>>

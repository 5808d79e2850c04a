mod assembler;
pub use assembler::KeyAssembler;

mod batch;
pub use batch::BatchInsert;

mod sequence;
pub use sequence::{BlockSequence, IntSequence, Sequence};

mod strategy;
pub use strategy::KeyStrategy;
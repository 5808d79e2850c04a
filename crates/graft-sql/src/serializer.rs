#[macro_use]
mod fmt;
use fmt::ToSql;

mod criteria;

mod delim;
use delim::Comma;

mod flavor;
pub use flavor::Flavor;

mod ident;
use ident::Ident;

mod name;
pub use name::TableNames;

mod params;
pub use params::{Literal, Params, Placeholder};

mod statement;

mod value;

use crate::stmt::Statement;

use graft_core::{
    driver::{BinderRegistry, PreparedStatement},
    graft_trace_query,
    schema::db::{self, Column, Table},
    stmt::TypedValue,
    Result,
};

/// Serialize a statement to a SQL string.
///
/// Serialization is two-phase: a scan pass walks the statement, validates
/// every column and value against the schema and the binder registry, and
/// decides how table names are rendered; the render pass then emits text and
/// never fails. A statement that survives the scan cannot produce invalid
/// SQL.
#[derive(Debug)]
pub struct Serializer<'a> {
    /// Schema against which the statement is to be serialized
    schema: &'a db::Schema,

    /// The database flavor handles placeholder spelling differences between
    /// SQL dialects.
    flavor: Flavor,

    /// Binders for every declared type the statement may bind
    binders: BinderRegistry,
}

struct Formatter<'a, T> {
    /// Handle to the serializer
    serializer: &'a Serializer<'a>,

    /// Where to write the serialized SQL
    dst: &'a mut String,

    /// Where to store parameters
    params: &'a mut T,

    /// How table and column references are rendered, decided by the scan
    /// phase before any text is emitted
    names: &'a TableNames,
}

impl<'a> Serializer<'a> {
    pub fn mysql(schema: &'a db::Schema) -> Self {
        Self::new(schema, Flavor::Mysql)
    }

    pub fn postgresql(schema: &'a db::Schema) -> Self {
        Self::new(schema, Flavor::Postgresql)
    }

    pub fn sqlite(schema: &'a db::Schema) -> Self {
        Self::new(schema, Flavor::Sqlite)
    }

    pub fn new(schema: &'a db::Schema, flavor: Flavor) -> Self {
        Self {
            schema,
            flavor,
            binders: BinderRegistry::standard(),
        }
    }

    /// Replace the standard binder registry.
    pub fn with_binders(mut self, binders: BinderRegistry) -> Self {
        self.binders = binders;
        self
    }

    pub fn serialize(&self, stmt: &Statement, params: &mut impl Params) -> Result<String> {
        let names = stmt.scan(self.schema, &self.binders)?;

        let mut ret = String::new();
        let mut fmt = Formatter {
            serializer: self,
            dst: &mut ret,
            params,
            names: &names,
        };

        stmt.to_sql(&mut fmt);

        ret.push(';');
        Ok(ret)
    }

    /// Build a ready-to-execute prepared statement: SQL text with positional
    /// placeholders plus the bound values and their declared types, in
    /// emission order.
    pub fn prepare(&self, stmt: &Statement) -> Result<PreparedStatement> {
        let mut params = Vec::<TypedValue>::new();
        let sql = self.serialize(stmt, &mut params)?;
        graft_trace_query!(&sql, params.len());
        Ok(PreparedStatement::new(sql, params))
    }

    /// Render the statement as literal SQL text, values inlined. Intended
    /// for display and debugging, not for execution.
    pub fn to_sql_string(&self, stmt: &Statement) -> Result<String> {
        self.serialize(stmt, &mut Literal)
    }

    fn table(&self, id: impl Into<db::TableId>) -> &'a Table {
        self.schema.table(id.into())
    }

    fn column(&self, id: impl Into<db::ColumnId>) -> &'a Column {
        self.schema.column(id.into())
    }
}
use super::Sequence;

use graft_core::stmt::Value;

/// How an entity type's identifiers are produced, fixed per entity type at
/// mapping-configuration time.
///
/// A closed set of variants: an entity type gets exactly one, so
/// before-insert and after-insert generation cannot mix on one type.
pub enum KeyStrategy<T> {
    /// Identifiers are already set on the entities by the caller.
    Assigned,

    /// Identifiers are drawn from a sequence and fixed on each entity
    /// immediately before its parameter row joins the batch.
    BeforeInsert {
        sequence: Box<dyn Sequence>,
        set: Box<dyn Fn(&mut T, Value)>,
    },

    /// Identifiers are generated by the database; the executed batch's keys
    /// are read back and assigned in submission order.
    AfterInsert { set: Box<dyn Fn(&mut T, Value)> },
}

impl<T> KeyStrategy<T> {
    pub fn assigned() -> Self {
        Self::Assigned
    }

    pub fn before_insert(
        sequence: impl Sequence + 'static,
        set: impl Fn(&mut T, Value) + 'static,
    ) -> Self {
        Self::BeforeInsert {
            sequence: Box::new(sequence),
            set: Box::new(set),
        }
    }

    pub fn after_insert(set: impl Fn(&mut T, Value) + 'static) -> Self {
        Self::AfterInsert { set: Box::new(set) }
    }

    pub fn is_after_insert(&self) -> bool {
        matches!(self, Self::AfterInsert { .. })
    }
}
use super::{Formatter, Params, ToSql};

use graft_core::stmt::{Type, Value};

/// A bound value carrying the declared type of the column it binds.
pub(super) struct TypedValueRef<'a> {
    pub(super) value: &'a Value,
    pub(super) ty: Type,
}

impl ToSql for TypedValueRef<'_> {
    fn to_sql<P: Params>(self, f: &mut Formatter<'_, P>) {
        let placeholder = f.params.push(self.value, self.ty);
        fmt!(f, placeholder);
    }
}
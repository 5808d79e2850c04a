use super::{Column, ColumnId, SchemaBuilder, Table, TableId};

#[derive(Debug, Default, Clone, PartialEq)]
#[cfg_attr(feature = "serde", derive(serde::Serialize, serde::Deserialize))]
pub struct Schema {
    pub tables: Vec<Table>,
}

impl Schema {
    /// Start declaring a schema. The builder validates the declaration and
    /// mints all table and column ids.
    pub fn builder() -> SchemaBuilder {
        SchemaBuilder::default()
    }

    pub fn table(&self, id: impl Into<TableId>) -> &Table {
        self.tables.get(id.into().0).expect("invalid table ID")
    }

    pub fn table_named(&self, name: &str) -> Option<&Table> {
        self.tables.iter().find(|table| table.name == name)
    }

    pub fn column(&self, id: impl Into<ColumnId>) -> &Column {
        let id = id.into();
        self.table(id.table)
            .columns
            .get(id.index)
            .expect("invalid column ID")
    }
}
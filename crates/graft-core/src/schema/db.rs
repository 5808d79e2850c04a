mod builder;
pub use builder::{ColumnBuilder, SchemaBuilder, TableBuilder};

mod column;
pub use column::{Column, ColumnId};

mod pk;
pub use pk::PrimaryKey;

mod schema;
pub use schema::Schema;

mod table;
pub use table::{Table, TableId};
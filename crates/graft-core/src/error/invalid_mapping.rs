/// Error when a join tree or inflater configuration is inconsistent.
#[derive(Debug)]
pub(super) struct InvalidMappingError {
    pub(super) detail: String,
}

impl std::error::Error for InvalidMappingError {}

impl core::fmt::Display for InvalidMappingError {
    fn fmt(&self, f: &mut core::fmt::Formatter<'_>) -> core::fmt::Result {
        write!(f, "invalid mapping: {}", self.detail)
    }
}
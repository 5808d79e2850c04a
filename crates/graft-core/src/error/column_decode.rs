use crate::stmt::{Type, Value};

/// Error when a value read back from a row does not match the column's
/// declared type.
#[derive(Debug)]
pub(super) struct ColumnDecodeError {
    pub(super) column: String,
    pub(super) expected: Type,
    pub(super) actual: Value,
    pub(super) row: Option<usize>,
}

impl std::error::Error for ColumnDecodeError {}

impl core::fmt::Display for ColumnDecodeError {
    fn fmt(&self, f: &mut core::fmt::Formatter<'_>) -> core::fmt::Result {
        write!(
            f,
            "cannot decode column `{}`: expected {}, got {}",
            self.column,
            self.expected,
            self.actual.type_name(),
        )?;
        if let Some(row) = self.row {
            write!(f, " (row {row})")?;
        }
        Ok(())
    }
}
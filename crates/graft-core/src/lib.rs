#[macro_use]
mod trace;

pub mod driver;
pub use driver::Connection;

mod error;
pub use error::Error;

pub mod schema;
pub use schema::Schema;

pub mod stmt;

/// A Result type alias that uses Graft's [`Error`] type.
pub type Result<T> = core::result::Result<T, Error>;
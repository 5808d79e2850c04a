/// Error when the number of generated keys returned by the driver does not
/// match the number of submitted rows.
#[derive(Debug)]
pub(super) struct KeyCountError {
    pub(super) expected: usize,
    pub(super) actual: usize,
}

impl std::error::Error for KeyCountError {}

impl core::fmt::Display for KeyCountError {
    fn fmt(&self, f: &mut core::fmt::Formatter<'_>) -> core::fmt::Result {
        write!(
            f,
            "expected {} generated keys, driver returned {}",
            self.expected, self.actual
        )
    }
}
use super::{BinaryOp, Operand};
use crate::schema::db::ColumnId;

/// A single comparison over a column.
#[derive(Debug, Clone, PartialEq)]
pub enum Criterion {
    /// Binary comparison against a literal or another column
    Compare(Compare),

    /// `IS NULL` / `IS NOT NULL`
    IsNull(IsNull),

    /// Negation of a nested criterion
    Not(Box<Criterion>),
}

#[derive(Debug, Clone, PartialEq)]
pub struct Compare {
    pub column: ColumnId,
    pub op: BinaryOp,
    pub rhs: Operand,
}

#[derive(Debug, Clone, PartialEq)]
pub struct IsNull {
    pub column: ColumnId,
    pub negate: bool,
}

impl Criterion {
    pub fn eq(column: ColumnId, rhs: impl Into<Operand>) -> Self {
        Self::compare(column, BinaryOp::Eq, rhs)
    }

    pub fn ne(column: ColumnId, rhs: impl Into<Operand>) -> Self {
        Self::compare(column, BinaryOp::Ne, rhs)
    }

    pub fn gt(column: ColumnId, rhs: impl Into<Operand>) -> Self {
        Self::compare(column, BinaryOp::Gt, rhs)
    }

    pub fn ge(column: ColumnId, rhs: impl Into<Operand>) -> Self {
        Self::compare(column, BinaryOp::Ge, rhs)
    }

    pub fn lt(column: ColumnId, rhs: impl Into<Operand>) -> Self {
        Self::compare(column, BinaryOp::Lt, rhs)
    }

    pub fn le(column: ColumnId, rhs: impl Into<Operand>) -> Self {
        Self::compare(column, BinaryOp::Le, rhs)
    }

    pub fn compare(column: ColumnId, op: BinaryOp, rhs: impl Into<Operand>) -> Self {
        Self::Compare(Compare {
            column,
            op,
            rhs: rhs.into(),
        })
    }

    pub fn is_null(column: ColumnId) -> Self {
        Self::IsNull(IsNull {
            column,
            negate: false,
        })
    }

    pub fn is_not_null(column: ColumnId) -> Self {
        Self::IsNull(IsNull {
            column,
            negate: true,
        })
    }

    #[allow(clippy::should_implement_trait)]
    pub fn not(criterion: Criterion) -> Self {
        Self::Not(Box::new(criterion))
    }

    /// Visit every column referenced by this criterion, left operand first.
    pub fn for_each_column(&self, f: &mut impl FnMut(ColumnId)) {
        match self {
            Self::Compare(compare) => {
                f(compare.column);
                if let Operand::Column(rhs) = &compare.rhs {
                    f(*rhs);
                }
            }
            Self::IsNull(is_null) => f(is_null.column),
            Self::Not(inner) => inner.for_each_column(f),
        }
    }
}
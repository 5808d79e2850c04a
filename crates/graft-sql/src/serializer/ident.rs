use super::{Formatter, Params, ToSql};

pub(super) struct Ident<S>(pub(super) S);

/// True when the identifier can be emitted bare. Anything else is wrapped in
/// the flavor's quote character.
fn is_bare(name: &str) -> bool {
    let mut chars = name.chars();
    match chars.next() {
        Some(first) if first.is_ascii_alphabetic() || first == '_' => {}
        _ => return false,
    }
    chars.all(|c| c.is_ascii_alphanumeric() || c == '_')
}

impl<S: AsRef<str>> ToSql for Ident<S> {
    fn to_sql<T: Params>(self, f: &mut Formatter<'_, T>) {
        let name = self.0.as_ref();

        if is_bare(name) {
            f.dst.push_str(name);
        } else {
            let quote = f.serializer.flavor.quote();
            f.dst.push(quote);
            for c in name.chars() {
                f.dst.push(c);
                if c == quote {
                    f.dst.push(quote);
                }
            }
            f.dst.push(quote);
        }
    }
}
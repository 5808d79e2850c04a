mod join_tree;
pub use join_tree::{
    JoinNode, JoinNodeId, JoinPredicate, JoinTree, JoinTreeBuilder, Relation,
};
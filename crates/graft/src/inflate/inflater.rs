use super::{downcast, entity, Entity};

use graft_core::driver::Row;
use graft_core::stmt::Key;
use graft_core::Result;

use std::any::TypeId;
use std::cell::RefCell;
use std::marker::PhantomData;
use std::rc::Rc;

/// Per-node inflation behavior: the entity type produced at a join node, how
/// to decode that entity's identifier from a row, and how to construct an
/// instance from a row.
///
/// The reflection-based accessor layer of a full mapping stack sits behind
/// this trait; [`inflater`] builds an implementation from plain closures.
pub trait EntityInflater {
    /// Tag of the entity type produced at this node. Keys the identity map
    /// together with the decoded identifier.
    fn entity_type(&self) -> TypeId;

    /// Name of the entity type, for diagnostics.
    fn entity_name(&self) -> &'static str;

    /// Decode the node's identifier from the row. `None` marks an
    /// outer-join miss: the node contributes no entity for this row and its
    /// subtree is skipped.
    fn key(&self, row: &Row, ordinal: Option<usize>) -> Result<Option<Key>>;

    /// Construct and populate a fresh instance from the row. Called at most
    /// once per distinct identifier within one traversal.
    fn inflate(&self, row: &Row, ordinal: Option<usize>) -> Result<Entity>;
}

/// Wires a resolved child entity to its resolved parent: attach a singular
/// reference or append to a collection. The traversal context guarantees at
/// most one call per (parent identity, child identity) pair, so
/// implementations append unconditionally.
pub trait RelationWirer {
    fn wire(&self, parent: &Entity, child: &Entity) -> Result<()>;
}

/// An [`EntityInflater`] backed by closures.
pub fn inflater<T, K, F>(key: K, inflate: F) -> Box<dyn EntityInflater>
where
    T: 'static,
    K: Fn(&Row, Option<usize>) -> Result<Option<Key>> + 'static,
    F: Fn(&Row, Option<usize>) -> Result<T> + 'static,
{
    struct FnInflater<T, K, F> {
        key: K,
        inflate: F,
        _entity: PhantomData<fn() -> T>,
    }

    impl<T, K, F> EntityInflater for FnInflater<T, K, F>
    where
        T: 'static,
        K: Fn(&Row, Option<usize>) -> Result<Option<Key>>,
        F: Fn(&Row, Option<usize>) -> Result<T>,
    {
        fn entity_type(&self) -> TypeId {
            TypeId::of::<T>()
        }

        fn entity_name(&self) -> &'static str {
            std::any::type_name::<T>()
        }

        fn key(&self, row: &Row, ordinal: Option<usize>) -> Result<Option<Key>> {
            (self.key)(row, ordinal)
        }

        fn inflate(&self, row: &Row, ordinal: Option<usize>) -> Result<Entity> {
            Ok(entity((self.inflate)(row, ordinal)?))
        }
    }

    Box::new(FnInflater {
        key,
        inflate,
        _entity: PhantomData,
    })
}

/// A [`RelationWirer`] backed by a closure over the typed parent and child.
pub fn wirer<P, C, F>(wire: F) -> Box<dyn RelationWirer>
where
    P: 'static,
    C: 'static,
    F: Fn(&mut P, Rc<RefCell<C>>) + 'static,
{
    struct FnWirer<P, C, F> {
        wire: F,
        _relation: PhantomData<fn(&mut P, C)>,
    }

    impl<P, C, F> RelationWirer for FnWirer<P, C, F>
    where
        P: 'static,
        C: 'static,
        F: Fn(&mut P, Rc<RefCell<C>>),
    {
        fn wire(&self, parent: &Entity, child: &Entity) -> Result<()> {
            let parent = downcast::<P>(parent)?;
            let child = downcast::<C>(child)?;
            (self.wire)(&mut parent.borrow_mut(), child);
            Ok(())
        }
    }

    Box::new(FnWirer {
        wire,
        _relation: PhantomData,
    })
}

<<

Task description:
Report every line of the data in which "database" appears.

Expected answer:
    /// The database flavor handles placeholder spelling differences between
    /// Identifiers are generated by the database; the executed batch's keys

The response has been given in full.